SOURCE MATERIAL
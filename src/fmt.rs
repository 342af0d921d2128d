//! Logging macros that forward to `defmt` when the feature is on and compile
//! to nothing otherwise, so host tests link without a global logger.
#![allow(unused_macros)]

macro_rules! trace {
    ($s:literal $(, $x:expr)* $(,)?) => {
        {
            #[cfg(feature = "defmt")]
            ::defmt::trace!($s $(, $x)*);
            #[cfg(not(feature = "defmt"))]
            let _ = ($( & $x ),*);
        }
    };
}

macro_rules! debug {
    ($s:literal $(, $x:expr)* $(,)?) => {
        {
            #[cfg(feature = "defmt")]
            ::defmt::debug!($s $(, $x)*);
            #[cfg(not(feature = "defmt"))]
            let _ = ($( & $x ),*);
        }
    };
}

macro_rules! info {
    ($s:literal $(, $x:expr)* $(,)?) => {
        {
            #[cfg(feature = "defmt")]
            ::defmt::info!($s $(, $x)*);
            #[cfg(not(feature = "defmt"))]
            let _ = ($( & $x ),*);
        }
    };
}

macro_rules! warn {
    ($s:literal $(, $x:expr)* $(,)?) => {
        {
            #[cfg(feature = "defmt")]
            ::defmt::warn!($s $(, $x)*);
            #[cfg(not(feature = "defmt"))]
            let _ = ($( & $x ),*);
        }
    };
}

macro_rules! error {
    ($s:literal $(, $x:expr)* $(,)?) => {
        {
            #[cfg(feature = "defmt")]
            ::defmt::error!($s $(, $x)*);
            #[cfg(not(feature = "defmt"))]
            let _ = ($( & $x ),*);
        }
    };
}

WORK REQUEST
From the records above, extract each line exactly as shown.

TASK SOLUTION
filename src/fmt.rs
repository 342af0d921d2128d
//! Logging macros that forward to `defmt` when the feature is on and compile
//! to nothing otherwise, so host tests link without a global logger.
#![allow(unused_macros)]

macro_rules! trace {
    ($s:literal $(, $x:expr)* $(,)?) => {
        {
            #[cfg(feature = "defmt")]
            ::defmt::trace!($s $(, $x)*);
            #[cfg(not(feature = "defmt"))]
            let _ = ($( & $x ),*);
        }
    };
}

macro_rules! debug {
    ($s:literal $(, $x:expr)* $(,)?) => {
        {
            #[cfg(feature = "defmt")]
            ::defmt::debug!($s $(, $x)*);
            #[cfg(not(feature = "defmt"))]
            let _ = ($( & $x ),*);
        }
    };
}

macro_rules! info {
    ($s:literal $(, $x:expr)* $(,)?) => {
        {
            #[cfg(feature = "defmt")]
            ::defmt::info!($s $(, $x)*);
            #[cfg(not(feature = "defmt"))]
            let _ = ($( & $x ),*);
        }
    };
}

macro_rules! warn {
    ($s:literal $(, $x:expr)* $(,)?) => {
        {
            #[cfg(feature = "defmt")]
            ::defmt::warn!($s $(, $x)*);
            #[cfg(not(feature = "defmt"))]
            let _ = ($( & $x ),*);
        }
    };
}

macro_rules! error {
    ($s:literal $(, $x:expr)* $(,)?) => {
        {
            #[cfg(feature = "defmt")]
            ::defmt::error!($s $(, $x)*);
            #[cfg(not(feature = "defmt"))]
            let _ = ($( & $x ),*);
        }
    };
}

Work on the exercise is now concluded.